La semana pasada, se anunció que el gobierno australiano planea agregar las imágenes de las licencias de conducir a una base de datos nacional de reconocimiento facial.
A pesar de que los expertos están preocupados por la erosión de la privacidad y las libertades civiles, la mayoría de los australianos no muestran preocupación al respecto, según los resultados de la encuesta realizada por la empresa de investigación Roy Morgan.
Solo alrededor de un tercio de las 1,486 personas encuestadas mediante mensajes de texto mostraron preocupación por la tecnología de reconocimiento facial masivo, mientras que la mayoría (67.5%) no se vio afectada por esta medida.
Según Tim Singleton Norton, presidente de Digital Rights Watch, estos resultados eran previsibles.
“Considero que la mayoría de las personas no comprenden completamente cuáles son los problemas y las consecuencias de estos”, expresó.
El texto señala cómo el gobierno ha presentado la situación, enfocándose en proteger a los ciudadanos, la seguridad nacional y la justificación de invadir la privacidad en nombre de un beneficio mayor, lo cual es un discurso reconfortante para la gente.
La mayoría de los ciudadanos australianos que no muestran inquietud ante la implementación de una base de datos de reconocimiento facial argumentan que carecen de secretos que ocultar. Priorizan la seguridad por encima de la privacidad y coinciden con la postura del gobierno de que la tecnología es fundamental para proteger la seguridad nacional.
“Un comentario menciona la importancia de capturar a los terroristas utilizando cualquier método necesario. Otro ciudadano expresa que no tiene secretos que ocultar y por lo tanto no ve razón para preocuparse.”
Quizás de manera predecible, los jóvenes son quienes muestran mayor preocupación ante la posibilidad de una base de datos de reconocimiento facial. El 45% de las personas entre 18 y 24 años expresan inquietud por esta tecnología, mientras que solo el 19% de los mayores de 65 años comparte esa preocupación.
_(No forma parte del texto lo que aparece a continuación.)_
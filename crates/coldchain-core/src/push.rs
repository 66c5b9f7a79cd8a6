//! In-process push hub and scoped subscription handles.
//!
//! [`PushHub`] fans published notifications out to every matching
//! subscription. A [`Subscription`] owns its receiving end and removes itself
//! from the hub on [`unsubscribe`](Subscription::unsubscribe) or drop,
//! whichever comes first.

use std::collections::HashMap;
use std::fmt;
use std::sync::atomic::{AtomicU64, Ordering};
use std::sync::{Arc, Mutex, PoisonError};

use async_trait::async_trait;
use serde::{Deserialize, Serialize};
use tokio::sync::mpsc;

use crate::error::IndexerError;
use crate::event::EventKind;
use crate::source::PushChannel;
use crate::types::EntityKey;

/// A cue that `key` has new activity at `block_number`. Not the update itself.
#[derive(Debug, Clone, Copy, PartialEq, Eq, Serialize, Deserialize)]
pub struct Notification {
    pub key: EntityKey,
    pub kind: EventKind,
    pub block_number: u64,
}

/// Hub-assigned subscription identifier.
#[derive(Debug, Clone, Copy, PartialEq, Eq, Hash)]
pub struct SubscriptionId(pub u64);

impl fmt::Display for SubscriptionId {
    fn fmt(&self, f: &mut fmt::Formatter<'_>) -> fmt::Result {
        write!(f, "sub-{}", self.0)
    }
}

type Release = Box<dyn FnOnce() + Send + Sync>;

/// A live subscription. Dropping it releases the underlying registration.
pub struct Subscription {
    id: SubscriptionId,
    kind: EventKind,
    rx: mpsc::UnboundedReceiver<Notification>,
    release: Option<Release>,
}

impl Subscription {
    pub fn new(
        id: SubscriptionId,
        kind: EventKind,
        rx: mpsc::UnboundedReceiver<Notification>,
        release: impl FnOnce() + Send + Sync + 'static,
    ) -> Self {
        Self {
            id,
            kind,
            rx,
            release: Some(Box::new(release)),
        }
    }

    pub fn id(&self) -> SubscriptionId {
        self.id
    }

    pub fn kind(&self) -> EventKind {
        self.kind
    }

    /// Next notification; `None` once unsubscribed and drained.
    pub async fn recv(&mut self) -> Option<Notification> {
        self.rx.recv().await
    }

    /// Release the registration. Safe to call more than once.
    pub fn unsubscribe(&mut self) {
        if let Some(release) = self.release.take() {
            release();
            self.rx.close();
            tracing::debug!(id = %self.id, kind = %self.kind, "unsubscribed");
        }
    }

    pub fn is_active(&self) -> bool {
        self.release.is_some()
    }
}

impl fmt::Debug for Subscription {
    fn fmt(&self, f: &mut fmt::Formatter<'_>) -> fmt::Result {
        f.debug_struct("Subscription")
            .field("id", &self.id)
            .field("kind", &self.kind)
            .field("active", &self.is_active())
            .finish()
    }
}

impl Drop for Subscription {
    fn drop(&mut self) {
        self.unsubscribe();
    }
}

struct Entry {
    kind: EventKind,
    key: Option<EntityKey>,
    sender: mpsc::UnboundedSender<Notification>,
}

/// Fan-out registry of subscriptions.
#[derive(Clone, Default)]
pub struct PushHub {
    entries: Arc<Mutex<HashMap<SubscriptionId, Entry>>>,
    next_id: Arc<AtomicU64>,
}

impl PushHub {
    pub fn new() -> Self {
        Self::default()
    }

    fn entries(&self) -> std::sync::MutexGuard<'_, HashMap<SubscriptionId, Entry>> {
        self.entries.lock().unwrap_or_else(PoisonError::into_inner)
    }

    /// Register a subscription and return its handle.
    pub fn register(&self, kind: EventKind, key: Option<EntityKey>) -> Subscription {
        let id = SubscriptionId(self.next_id.fetch_add(1, Ordering::Relaxed));
        let (tx, rx) = mpsc::unbounded_channel();
        self.entries().insert(id, Entry { kind, key, sender: tx });

        let entries = Arc::clone(&self.entries);
        Subscription::new(id, kind, rx, move || {
            entries
                .lock()
                .unwrap_or_else(PoisonError::into_inner)
                .remove(&id);
        })
    }

    /// Deliver `note` to every matching subscriber. Returns the number reached.
    pub fn publish(&self, note: Notification) -> usize {
        let entries = self.entries();
        entries
            .values()
            .filter(|e| e.kind == note.kind && e.key.map_or(true, |k| k == note.key))
            .filter(|e| e.sender.send(note).is_ok())
            .count()
    }

    /// Number of active subscriptions.
    pub fn len(&self) -> usize {
        self.entries().len()
    }

    pub fn is_empty(&self) -> bool {
        self.len() == 0
    }
}

#[async_trait]
impl PushChannel for PushHub {
    async fn subscribe(
        &self,
        kind: EventKind,
        key: Option<EntityKey>,
    ) -> Result<Subscription, IndexerError> {
        Ok(self.register(kind, key))
    }
}

#[cfg(test)]
mod tests {
    use super::*;

    fn note(id: &str, kind: EventKind) -> Notification {
        Notification {
            key: EntityKey::from_shipment_id(id),
            kind,
            block_number: 1,
        }
    }

    #[tokio::test]
    async fn publish_routes_by_kind_and_key() {
        let hub = PushHub::new();
        let mut all = hub.register(EventKind::Delivered, None);
        let mut only_a = hub.register(EventKind::Delivered, Some(EntityKey::from_shipment_id("A")));

        assert_eq!(hub.publish(note("A", EventKind::Delivered)), 2);
        assert_eq!(hub.publish(note("B", EventKind::Delivered)), 1);
        assert_eq!(hub.publish(note("A", EventKind::Created)), 0);

        assert_eq!(all.recv().await.unwrap().key, EntityKey::from_shipment_id("A"));
        assert_eq!(all.recv().await.unwrap().key, EntityKey::from_shipment_id("B"));
        assert_eq!(only_a.recv().await.unwrap().key, EntityKey::from_shipment_id("A"));
    }

    #[tokio::test]
    async fn unsubscribe_is_idempotent() {
        let hub = PushHub::new();
        let mut sub = hub.register(EventKind::Created, None);
        assert_eq!(hub.len(), 1);

        sub.unsubscribe();
        sub.unsubscribe();
        assert!(hub.is_empty());
        assert!(!sub.is_active());
        assert!(sub.recv().await.is_none());
    }

    #[test]
    fn drop_releases_registration() {
        let hub = PushHub::new();
        {
            let _sub = hub.register(EventKind::TemperatureRecorded, None);
            assert_eq!(hub.len(), 1);
        }
        assert!(hub.is_empty());
    }
}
Tiene que ser ese misterioso Espejo Negro que los niños han estado observando.

La base de datos de reconocimiento facial de Australia ha estado en funcionamiento desde el año pasado, pero solo ha utilizado imágenes de visas y pasaportes.
La inclusión de imágenes de licencias de conducir en el “Servicio de Verificación Facial” tiene como objetivo facilitar a las agencias la identificación de una persona de interés de manera instantánea, según declaraciones del Primer Ministro de Australia, Malcolm Turnbull.
Singleton Norton está principalmente preocupado por la posibilidad de que estos sistemas puedan generar alarmas falsas y discriminación racial, un problema que ya se ha visto en Estados Unidos con el FBI.
También se plantea la preocupación sobre la protección de la información, sobre todo teniendo en cuenta las numerosas violaciones sufridas por entidades gubernamentales, como la Oficina de Estadística de Australia y el Departamento de Inmigración y Protección Fronteriza.
Entonces, efectivamente, ¿para qué estresarse?
Temáticas abordadas incluyen la seguridad en línea, la identificación mediante rostros y la protección de la información personal.